(Work instruction): Which lines of the data below hold "Clone"? Copy each of them.

::: Record extracts

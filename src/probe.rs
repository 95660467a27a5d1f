//! Environment probe.
//!
//! Raycasts below and beside the body decide ground contact, slope normal
//! and wall contact. The probe is a pure query: it takes the raycast and the
//! surface lookup as closures, so backends can run it against whatever query
//! context their physics engine exposes and tests can run it against plain
//! geometry.

use bevy::prelude::*;

use crate::collision::CollisionData;
use crate::config::ControllerConfig;
use crate::surface::WallSurfaceOverride;

/// Which side of the body a wall is on.
#[derive(Debug, Clone, Copy, PartialEq, Eq, Reflect)]
pub enum WallSide {
    Left,
    Right,
}

/// A wall detected by one of the sideways casts.
#[derive(Debug, Clone, Copy, PartialEq, Reflect)]
pub struct WallContact {
    /// The raycast hit.
    pub hit: CollisionData,
    /// Tuning attached to the hit surface, if any.
    pub surface: Option<WallSurfaceOverride>,
}

impl WallContact {
    /// Normal of the wall surface.
    #[inline]
    pub fn normal(&self) -> Vec3 {
        self.hit.normal
    }
}

/// Result of one probe. Rebuilt from scratch every tick.
#[derive(Debug, Clone, Copy, PartialEq, Default, Reflect)]
pub struct ProbeResult {
    /// Ground within the strict ground check range.
    pub grounded: bool,
    /// Ground within the longer slope check range.
    pub ground: Option<CollisionData>,
    /// Ground normal when the ground within slope range is not flat.
    pub slope_normal: Option<Vec3>,
    /// Wall hit by the left cast.
    pub wall_left: Option<WallContact>,
    /// Wall hit by the right cast.
    pub wall_right: Option<WallContact>,
}

impl ProbeResult {
    /// Normal of the ground within slope range.
    pub fn ground_normal(&self) -> Option<Vec3> {
        self.ground.map(|g| g.normal)
    }

    /// Whether the ground within slope range is a slope.
    pub fn is_slope(&self) -> bool {
        self.slope_normal.is_some()
    }

    /// The wall contact on the given side.
    pub fn wall(&self, side: WallSide) -> Option<&WallContact> {
        match side {
            WallSide::Left => self.wall_left.as_ref(),
            WallSide::Right => self.wall_right.as_ref(),
        }
    }

    /// Whether any wall was detected.
    pub fn touching_wall(&self) -> bool {
        self.wall_left.is_some() || self.wall_right.is_some()
    }
}

/// Classify a ground normal as a slope.
///
/// With `epsilon == 0.0` this is the exact comparison against world up.
pub fn is_slope_normal(normal: Vec3, epsilon: f32) -> bool {
    if epsilon > 0.0 {
        normal.angle_between(Vec3::Y) > epsilon
    } else {
        normal != Vec3::Y
    }
}

/// Probe the environment around a body.
///
/// - `raycast(origin, direction, max_distance)` returns the closest hit, if any.
/// - `surface(entity)` returns the wall tuning attached to a hit collider.
///
/// The ground is cast straight down in world space twice: a strict cast of
/// `half_height + ground_check_margin` decides `grounded`, and a longer cast
/// of `half_height + slope_check_margin` provides the ground normal. Walls are
/// cast along the body's left and right axes.
pub fn probe(
    position: Vec3,
    orientation: Quat,
    half_height: f32,
    config: &ControllerConfig,
    raycast: impl Fn(Vec3, Vec3, f32) -> Option<CollisionData>,
    surface: impl Fn(Entity) -> Option<WallSurfaceOverride>,
) -> ProbeResult {
    let grounded = raycast(
        position,
        Vec3::NEG_Y,
        config.ground_check_distance(half_height),
    )
    .is_some();

    let ground = raycast(
        position,
        Vec3::NEG_Y,
        config.slope_check_distance(half_height),
    );
    let slope_normal = ground
        .map(|g| g.normal)
        .filter(|&n| is_slope_normal(n, config.slope_normal_epsilon));

    let right = orientation * Vec3::X;
    let wall = |direction: Vec3| {
        raycast(position, direction, config.wall_check_distance).map(|hit| WallContact {
            hit,
            surface: hit.entity.and_then(&surface),
        })
    };

    ProbeResult {
        grounded,
        ground,
        slope_normal,
        wall_left: wall(-right),
        wall_right: wall(right),
    }
}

::::::

(Solution):
#[derive(Debug, Clone, Copy, PartialEq, Eq, Reflect)]
#[derive(Debug, Clone, Copy, PartialEq, Reflect)]
#[derive(Debug, Clone, Copy, PartialEq, Default, Reflect)]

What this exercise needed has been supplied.